_Your task_
Provide the number of lines below containing the word "reply", without any other words.

Segment Start: Material supplied

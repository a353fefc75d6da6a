//! Optional on-disk archive of captured frames and model analyses.
//!
//! One worker thread owns both the SQLite connection and the screenshot
//! directory, so frames and rows are written in the order they were queued.
//! Async callers hand it jobs and await the reply.

mod analyses;
mod migrations;

use std::{
    fs,
    path::{Path, PathBuf},
    sync::{mpsc, Arc},
    thread::{self, JoinHandle},
};

use anyhow::{anyhow, Context, Result};
use chrono::{DateTime, Utc};
use log::{info, warn};
use rusqlite::Connection;
use tokio::sync::oneshot;

pub use analyses::AnalysisRecord;

use crate::utils::file_timestamp;

const DB_FILE_NAME: &str = "deepwork.sqlite3";
const SCREENSHOT_DIR: &str = "screenshots";

/// Everything an archive job may touch. Lives on the worker thread.
struct Store {
    conn: Connection,
    screenshots: PathBuf,
}

impl Store {
    fn open(root: &Path) -> Result<Self> {
        let screenshots = root.join(SCREENSHOT_DIR);
        fs::create_dir_all(&screenshots)
            .with_context(|| format!("failed to create {}", screenshots.display()))?;

        let db_path = root.join(DB_FILE_NAME);
        let mut conn = Connection::open(&db_path)
            .with_context(|| format!("failed to open {}", db_path.display()))?;
        if let Err(err) = conn.pragma_update(None, "journal_mode", "WAL") {
            warn!("results database stays in rollback-journal mode: {err}");
        }
        migrations::migrate(&mut conn)?;

        Ok(Self { conn, screenshots })
    }

    /// `productivity_<timestamp>.png`, with `_N` appended until the name is free.
    fn write_frame(&self, png: &[u8], captured_at: DateTime<Utc>) -> Result<PathBuf> {
        let stamp = file_timestamp(captured_at);
        let mut path = self.screenshots.join(format!("productivity_{stamp}.png"));
        let mut suffix = 1;
        while path.exists() {
            path = self
                .screenshots
                .join(format!("productivity_{stamp}_{suffix}.png"));
            suffix += 1;
        }

        fs::write(&path, png).with_context(|| format!("failed to write {}", path.display()))?;
        Ok(path)
    }
}

type Job = Box<dyn FnOnce(&mut Store) + Send + 'static>;

/// Closing the job queue stops the thread; dropping the worker waits for it.
struct Worker {
    jobs: Option<mpsc::Sender<Job>>,
    thread: Option<JoinHandle<()>>,
}

impl Drop for Worker {
    fn drop(&mut self) {
        drop(self.jobs.take());
        if let Some(thread) = self.thread.take() {
            if thread.join().is_err() {
                warn!("archive worker panicked");
            }
        }
    }
}

#[derive(Clone)]
pub struct ResultsArchive {
    worker: Arc<Worker>,
}

impl ResultsArchive {
    /// Opens (or creates) the archive rooted at `root`.
    pub fn open(root: PathBuf) -> Result<Self> {
        let mut store = Store::open(&root)?;
        let (jobs, queue) = mpsc::channel::<Job>();

        let thread = thread::Builder::new()
            .name("deepwork-archive".into())
            .spawn(move || {
                for job in queue {
                    job(&mut store);
                }
            })
            .context("failed to start archive worker")?;

        info!("Results archive at {}", root.display());
        Ok(Self {
            worker: Arc::new(Worker {
                jobs: Some(jobs),
                thread: Some(thread),
            }),
        })
    }

    async fn execute<F, T>(&self, job: F) -> Result<T>
    where
        F: FnOnce(&mut Store) -> Result<T> + Send + 'static,
        T: Send + 'static,
    {
        let jobs = self
            .worker
            .jobs
            .as_ref()
            .ok_or_else(|| anyhow!("results archive is closed"))?;

        let (reply, result) = oneshot::channel();
        jobs.send(Box::new(move |store| {
            // the caller may have given up waiting
            let _ = reply.send(job(store));
        }))
        .map_err(|_| anyhow!("results archive worker has stopped"))?;

        result
            .await
            .map_err(|_| anyhow!("results archive worker dropped the job"))?
    }

    pub async fn save_frame(&self, png: &[u8], captured_at: DateTime<Utc>) -> Result<PathBuf> {
        let png = png.to_vec();
        self.execute(move |store| store.write_frame(&png, captured_at))
            .await
    }
}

Segment End: Material supplied

_Response area_
3